He's probably got a hundred of them, but it says 34% of life left or he's used, he's used 34% of
his life. So every year he adds percentage in the same shirt, reminds people watching him, and reminds himself how much of his life he has lived.
And it creates amazing wisdom, doesn't it?
And it creates urgency and it focuses you on what's important and your mission and your goals.
And you don't live distracted if you're like, well, I've lived a certain percentage.
I only have this much left.
So that attention on the eulogy or the shirt or
whatever, or the WeCroak app, something to have our attention on our death, I'm hearing you say
is important. It is.
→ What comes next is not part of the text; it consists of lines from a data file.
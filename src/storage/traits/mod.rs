//! Storage traits.

pub mod graph;

pub use graph::{GraphRead, GraphStore, GraphTransaction, GraphWrite, TransactionEventHandler};
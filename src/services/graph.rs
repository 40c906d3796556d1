//! Versioned graph facade.
//!
//! Wires a [`GraphStore`], a [`VersionCounter`] and the [`VersioningHandler`]
//! together according to a [`ChronographConfig`].
//!
//! # Example
//!
//! ```rust
//! use chronograph::models::{PropertyValue, Range};
//! use chronograph::storage::{GraphTransaction, GraphWrite};
//! use chronograph::VersionedGraph;
//!
//! # fn main() -> chronograph::Result<()> {
//! let graph = VersionedGraph::in_memory()?;
//! let mut tx = graph.begin_tx()?;
//! let node = tx.create_node();
//! tx.set_property(node.into(), "n", PropertyValue::from(1))?;
//! tx.commit()?;
//!
//! let mut tx = graph.begin_tx()?;
//! tx.set_property(node.into(), "n", PropertyValue::from(2))?;
//! tx.commit()?;
//!
//! assert_eq!(graph.history(node)?.len(), 2);
//! assert_eq!(graph.lifetime(node)?, vec![Range::open(1)]);
//! graph.verify_chain(node)?;
//! # Ok(())
//! # }
//! ```

use crate::config::{ChronographConfig, CounterKind};
use crate::models::{NodeId, Range, Version};
use crate::services::context::VersionContext;
use crate::services::counter::{AtomicVersionCounter, StoreVersionCounter, VersionCounter};
use crate::services::resolution::{self, ChainEntry};
use crate::services::versioning::VersioningHandler;
use crate::storage::{GraphStore, InMemoryGraphStore};
use crate::{Error, Result};
use std::fmt;
use std::sync::Arc;
use tracing::debug;

/// A graph store with as-of-version reads.
///
/// # Thread Safety
///
/// The facade is `Send + Sync` whenever the store is; transactions are
/// isolated by the store itself.
pub struct VersionedGraph<S: GraphStore = InMemoryGraphStore> {
    store: Arc<S>,
    counter: Arc<dyn VersionCounter>,
    config: ChronographConfig,
}

impl<S: GraphStore> fmt::Debug for VersionedGraph<S> {
    fn fmt(&self, f: &mut fmt::Formatter<'_>) -> fmt::Result {
        f.debug_struct("VersionedGraph")
            .field("config", &self.config)
            .finish_non_exhaustive()
    }
}

impl VersionedGraph<InMemoryGraphStore> {
    /// Creates a versioned in-memory graph.
    ///
    /// # Errors
    ///
    /// Returns an error if the versioning handler cannot be registered.
    pub fn new(config: ChronographConfig) -> Result<Self> {
        let store = InMemoryGraphStore::new();
        let counter: Arc<dyn VersionCounter> = match config.version_counter {
            CounterKind::Store => Arc::new(StoreVersionCounter::new(store.reference_node())),
            CounterKind::Atomic => Arc::new(AtomicVersionCounter::new()),
        };
        Self::with_store(store, counter, config)
    }

    /// Creates a versioned in-memory graph with the default configuration.
    ///
    /// # Errors
    ///
    /// Returns an error if the versioning handler cannot be registered.
    pub fn in_memory() -> Result<Self> {
        Self::new(ChronographConfig::default())
    }
}

impl<S: GraphStore> VersionedGraph<S> {
    /// Adds versioning to `store`.
    ///
    /// # Errors
    ///
    /// Returns an error if the versioning handler cannot be registered.
    pub fn with_store(
        store: S,
        counter: Arc<dyn VersionCounter>,
        config: ChronographConfig,
    ) -> Result<Self> {
        let handler = VersioningHandler::new(Arc::clone(&counter), store.reference_node());
        store.register_handler(Arc::new(handler))?;
        debug!(
            strict_endpoints = config.strict_endpoints,
            counter = %config.version_counter,
            "versioning enabled"
        );
        Ok(Self {
            store: Arc::new(store),
            counter,
            config,
        })
    }

    /// Returns the underlying store.
    #[must_use]
    pub fn store(&self) -> &S {
        &self.store
    }

    /// Returns the configuration.
    #[must_use]
    pub const fn config(&self) -> &ChronographConfig {
        &self.config
    }

    /// Opens a transaction. Its changes are versioned when it commits.
    ///
    /// # Errors
    ///
    /// Returns an error if the store cannot start a transaction.
    pub fn begin_tx(&self) -> Result<S::Transaction<'_>> {
        self.store.begin_tx()
    }

    /// Returns a read view of the last committed state.
    ///
    /// # Errors
    ///
    /// Returns an error if the committed state cannot be read.
    pub fn snapshot(&self) -> Result<S::Snapshot> {
        self.store.snapshot()
    }

    /// Returns the latest committed version.
    ///
    /// # Errors
    ///
    /// Returns an error if the counter cannot be read.
    pub fn latest_version(&self) -> Result<Version> {
        let snapshot = self.store.snapshot()?;
        self.counter.latest(&snapshot)
    }

    /// Returns a context reading at `version`.
    #[must_use]
    pub const fn version_context(&self, version: Version) -> VersionContext {
        VersionContext::new(version).strict_endpoints(self.config.strict_endpoints)
    }

    /// Returns a context reading at the latest committed version.
    ///
    /// # Errors
    ///
    /// Returns an error if the counter cannot be read.
    pub fn current_context(&self) -> Result<VersionContext> {
        Ok(self.version_context(self.latest_version()?))
    }

    /// Lists every holder of `node`, newest first.
    ///
    /// # Errors
    ///
    /// Returns an error if the chain cannot be read.
    pub fn history(&self, node: NodeId) -> Result<Vec<ChainEntry>> {
        resolution::history(&self.store.snapshot()?, node)
    }

    /// Returns the compacted validity of `node`'s whole chain.
    ///
    /// # Errors
    ///
    /// Returns an error if the chain cannot be read.
    pub fn lifetime(&self, node: NodeId) -> Result<Vec<Range>> {
        resolution::lifetime(&self.store.snapshot()?, node)
    }

    /// Checks `node`'s chain for overlapping or missing validity.
    ///
    /// # Errors
    ///
    /// Returns [`Error::ChainCorrupted`] on the first violation.
    pub fn verify_chain(&self, node: NodeId) -> Result<()> {
        resolution::verify_chain(&self.store.snapshot()?, node)
    }

    /// Renders `node`'s history as pretty-printed JSON.
    ///
    /// # Errors
    ///
    /// Returns an error if the chain cannot be read or serialized.
    pub fn history_json(&self, node: NodeId) -> Result<String> {
        let history = self.history(node)?;
        serde_json::to_string_pretty(&history).map_err(|e| Error::OperationFailed {
            operation: "history_json".to_string(),
            cause: e.to_string(),
        })
    }
}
And there's something, Betsy and I just made a decision the other day,
I can't remember what the opportunity was, but it was a really big financial opportunity.
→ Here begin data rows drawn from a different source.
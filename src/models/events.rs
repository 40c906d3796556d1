//! Change set delivered to commit handlers.
//!
//! A [`TransactionData`] describes what a transaction did relative to the
//! state committed before it began. Every property entry carries the value
//! committed before the transaction, so handlers can reconstruct the
//! pre-transaction image of any entity.

use super::graph::{NodeId, PropertyValue, RelationshipId};
use super::version::is_internal_key;
use std::collections::BTreeSet;

/// One property assignment or removal.
#[derive(Debug, Clone, PartialEq)]
pub struct PropertyEntry<Id> {
    /// The entity whose property changed.
    pub entity: Id,
    /// The property key.
    pub key: String,
    /// Value committed before the transaction, `None` if the key was absent.
    pub previous: Option<PropertyValue>,
    /// Value after the transaction, `None` for removals.
    pub value: Option<PropertyValue>,
}

impl<Id> PropertyEntry<Id> {
    /// Returns true if the key belongs to the versioning layer.
    #[must_use]
    pub fn is_internal(&self) -> bool {
        is_internal_key(&self.key)
    }
}

/// Everything a transaction changed, relative to the last committed state.
#[derive(Debug, Clone, Default, PartialEq)]
pub struct TransactionData {
    /// Nodes created by the transaction and still present at commit.
    pub created_nodes: BTreeSet<NodeId>,
    /// Previously committed nodes physically removed by the transaction.
    pub deleted_nodes: BTreeSet<NodeId>,
    /// Relationships created by the transaction and still present at commit.
    pub created_relationships: BTreeSet<RelationshipId>,
    /// Previously committed relationships physically removed by the transaction.
    pub deleted_relationships: BTreeSet<RelationshipId>,
    /// Node properties whose value differs from the committed one.
    pub assigned_node_properties: Vec<PropertyEntry<NodeId>>,
    /// Node properties that were committed and are now absent.
    pub removed_node_properties: Vec<PropertyEntry<NodeId>>,
    /// Relationship properties whose value differs from the committed one.
    pub assigned_relationship_properties: Vec<PropertyEntry<RelationshipId>>,
    /// Relationship properties that were committed and are now absent.
    pub removed_relationship_properties: Vec<PropertyEntry<RelationshipId>>,
}

impl TransactionData {
    /// Returns true if the transaction changed nothing.
    #[must_use]
    pub fn is_empty(&self) -> bool {
        self.created_nodes.is_empty()
            && self.deleted_nodes.is_empty()
            && self.created_relationships.is_empty()
            && self.deleted_relationships.is_empty()
            && self.assigned_node_properties.is_empty()
            && self.removed_node_properties.is_empty()
            && self.assigned_relationship_properties.is_empty()
            && self.removed_relationship_properties.is_empty()
    }

    /// Nodes whose `key` was assigned by the transaction.
    pub fn nodes_assigned(&self, key: &str) -> impl Iterator<Item = NodeId> {
        self.assigned_node_properties
            .iter()
            .filter(move |entry| entry.key == key)
            .map(|entry| entry.entity)
    }

    /// Relationships whose `key` was assigned by the transaction.
    pub fn relationships_assigned(&self, key: &str) -> impl Iterator<Item = RelationshipId> {
        self.assigned_relationship_properties
            .iter()
            .filter(move |entry| entry.key == key)
            .map(|entry| entry.entity)
    }

    /// Node property assignments and removals on ordinary keys.
    pub fn node_property_changes(&self) -> impl Iterator<Item = &PropertyEntry<NodeId>> {
        self.assigned_node_properties
            .iter()
            .chain(&self.removed_node_properties)
            .filter(|entry| !entry.is_internal())
    }

    /// Nodes with at least one ordinary property assigned or removed.
    #[must_use]
    pub fn nodes_with_property_changes(&self) -> BTreeSet<NodeId> {
        self.node_property_changes()
            .map(|entry| entry.entity)
            .collect()
    }
}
And we said, look, it's one day that you don't get to see your daughter.
Is it worth it?
And even this, I'm in LA, I live in Nashville.
Flew out this morning, I'll be in bed tonight.
I will see her tonight.
Because you just go, but if we didn't die,
of course I'm going to go make that money.
You've got forever.
So it creates this real beauty of urgency.
And also, you start going, well, if I'm going to die and I can't take any money with me,
maybe I should pay my employees more.
Right?
Maybe I should go not chase that money because the reality is, you know,
what I want is Emmeline to, when she's 80, to go to Goose Hill and explain to her children
and her grandchildren
what happened here.
And if I'm on an airplane,
what needs to happen here
for her to do that
won't happen.
So I gotta be home.
Right.
And without death,
I don't think I would have
that realization.
And without her,
you probably would have gone
and did the money thing
or whatever
and been gone for the day because you'd be like,
well, there's no child here, so I can go and make this money.
Yeah.
And there's seasons of life, too.
But there's just practical stuff, life insurance policies,
preparing financially.
Emeline will live to be, they're saying our kids are going to live into their hundreds.
That's crazy.
That's where technology is going.
So if I make it to 80, Emmeline's 30 when I pass away,
she's going to do 70 years without dad.
Wow.
70.
By the time she dies, she will not really remember what I look like.
Oh, my gosh.
She will have altogether 12 seconds worth of memories at one time
of the 30 years that I spent with her.
12 seconds.
Why is that?
That's what the brain can-
Think about the time, right now,
think about the seconds that you can remember
spending with your dad.
Isn't that crazy?
You know, they're just little moments,
like when he passed you the popcorn at the game.
Right, right.
They're just literally these little milliseconds.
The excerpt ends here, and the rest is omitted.